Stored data
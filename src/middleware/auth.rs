use axum::{
    extract::{Request, State},
    http::HeaderValue,
    middleware::Next,
    response::Response,
};
use subtle::ConstantTimeEq;

use crate::config::ApiKey;
use crate::error::ApiError;
use crate::state::AppState;

/// Header carrying the shared secret
pub const API_KEY_HEADER: &str = "x-api-key";

/// Credential gate applied to every `/api/*` route.
///
/// Rejects with 401 before any handler (and therefore any store call) runs.
/// Only the outcome is logged; neither the presented value nor the configured
/// secret ever reaches the log.
pub async fn api_key_middleware(
    State(state): State<AppState>,
    request: Request,
    next: Next,
) -> Result<Response, ApiError> {
    let presented = request.headers().get(API_KEY_HEADER);

    if !verify_api_key(presented, &state.config.security.api_key) {
        tracing::warn!(
            method = %request.method(),
            path = %request.uri().path(),
            header_present = presented.is_some(),
            "API key rejected"
        );
        return Err(ApiError::unauthorized());
    }

    tracing::debug!(method = %request.method(), path = %request.uri().path(), "API key accepted");
    Ok(next.run(request).await)
}

/// Byte-for-byte, constant-time comparison of the presented header against the secret.
/// An absent or empty header never matches.
pub fn verify_api_key(presented: Option<&HeaderValue>, expected: &ApiKey) -> bool {
    match presented {
        Some(value) if !value.is_empty() && !expected.is_empty() => {
            value.as_bytes().ct_eq(expected.as_bytes()).into()
        }
        _ => false,
    }
}

#[cfg(test)]
mod tests {
    use super::*;

    #[test]
    fn matching_key_passes() {
        let key = ApiKey::new("s3cret");
        assert!(verify_api_key(Some(&HeaderValue::from_static("s3cret")), &key));
    }

    #[test]
    fn absent_or_empty_key_fails() {
        let key = ApiKey::new("s3cret");
        assert!(!verify_api_key(None, &key));
        assert!(!verify_api_key(Some(&HeaderValue::from_static("")), &key));
    }

    #[test]
    fn mismatch_fails() {
        let key = ApiKey::new("s3cret");
        assert!(!verify_api_key(Some(&HeaderValue::from_static("s3cre")), &key));
        assert!(!verify_api_key(Some(&HeaderValue::from_static("s3cret ")), &key));
        assert!(!verify_api_key(Some(&HeaderValue::from_static("S3CRET")), &key));
    }

    #[test]
    fn non_utf8_header_is_compared_as_bytes() {
        let key = ApiKey::new("s3cret");
        let value = HeaderValue::from_bytes(&[0xff, 0xfe]).unwrap();
        assert!(!verify_api_key(Some(&value), &key));
    }
}
use std::sync::Arc;

use crate::config::AppConfig;
use crate::database::QueryExecutor;

/// Shared, immutable per-process context handed to the gate and every handler
#[derive(Clone)]
pub struct AppState {
    pub config: Arc<AppConfig>,
    pub store: Arc<dyn QueryExecutor>,
}

impl AppState {
    pub fn new(config: AppConfig, store: Arc<dyn QueryExecutor>) -> Self {
        Self { config: Arc::new(config), store }
    }
}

Assigned task: All of the data must be set down again exactly.

Written solution:
filename src/middleware/auth.rs
use axum::{
    extract::{Request, State},
    http::HeaderValue,
    middleware::Next,
    response::Response,
};
use subtle::ConstantTimeEq;

use crate::config::ApiKey;
use crate::error::ApiError;
use crate::state::AppState;

/// Header carrying the shared secret
pub const API_KEY_HEADER: &str = "x-api-key";

/// Credential gate applied to every `/api/*` route.
///
/// Rejects with 401 before any handler (and therefore any store call) runs.
/// Only the outcome is logged; neither the presented value nor the configured
/// secret ever reaches the log.
pub async fn api_key_middleware(
    State(state): State<AppState>,
    request: Request,
    next: Next,
) -> Result<Response, ApiError> {
    let presented = request.headers().get(API_KEY_HEADER);

    if !verify_api_key(presented, &state.config.security.api_key) {
        tracing::warn!(
            method = %request.method(),
            path = %request.uri().path(),
            header_present = presented.is_some(),
            "API key rejected"
        );
        return Err(ApiError::unauthorized());
    }

    tracing::debug!(method = %request.method(), path = %request.uri().path(), "API key accepted");
    Ok(next.run(request).await)
}

/// Byte-for-byte, constant-time comparison of the presented header against the secret.
/// An absent or empty header never matches.
pub fn verify_api_key(presented: Option<&HeaderValue>, expected: &ApiKey) -> bool {
    match presented {
        Some(value) if !value.is_empty() && !expected.is_empty() => {
            value.as_bytes().ct_eq(expected.as_bytes()).into()
        }
        _ => false,
    }
}

#[cfg(test)]
mod tests {
    use super::*;

    #[test]
    fn matching_key_passes() {
        let key = ApiKey::new("s3cret");
        assert!(verify_api_key(Some(&HeaderValue::from_static("s3cret")), &key));
    }

    #[test]
    fn absent_or_empty_key_fails() {
        let key = ApiKey::new("s3cret");
        assert!(!verify_api_key(None, &key));
        assert!(!verify_api_key(Some(&HeaderValue::from_static("")), &key));
    }

    #[test]
    fn mismatch_fails() {
        let key = ApiKey::new("s3cret");
        assert!(!verify_api_key(Some(&HeaderValue::from_static("s3cre")), &key));
        assert!(!verify_api_key(Some(&HeaderValue::from_static("s3cret ")), &key));
        assert!(!verify_api_key(Some(&HeaderValue::from_static("S3CRET")), &key));
    }

    #[test]
    fn non_utf8_header_is_compared_as_bytes() {
        let key = ApiKey::new("s3cret");
        let value = HeaderValue::from_bytes(&[0xff, 0xfe]).unwrap();
        assert!(!verify_api_key(Some(&value), &key));
    }
}
use std::sync::Arc;

use crate::config::AppConfig;
use crate::database::QueryExecutor;

/// Shared, immutable per-process context handed to the gate and every handler
#[derive(Clone)]
pub struct AppState {
    pub config: Arc<AppConfig>,
    pub store: Arc<dyn QueryExecutor>,
}

impl AppState {
    pub fn new(config: AppConfig, store: Arc<dyn QueryExecutor>) -> Self {
        Self { config: Arc::new(config), store }
    }
}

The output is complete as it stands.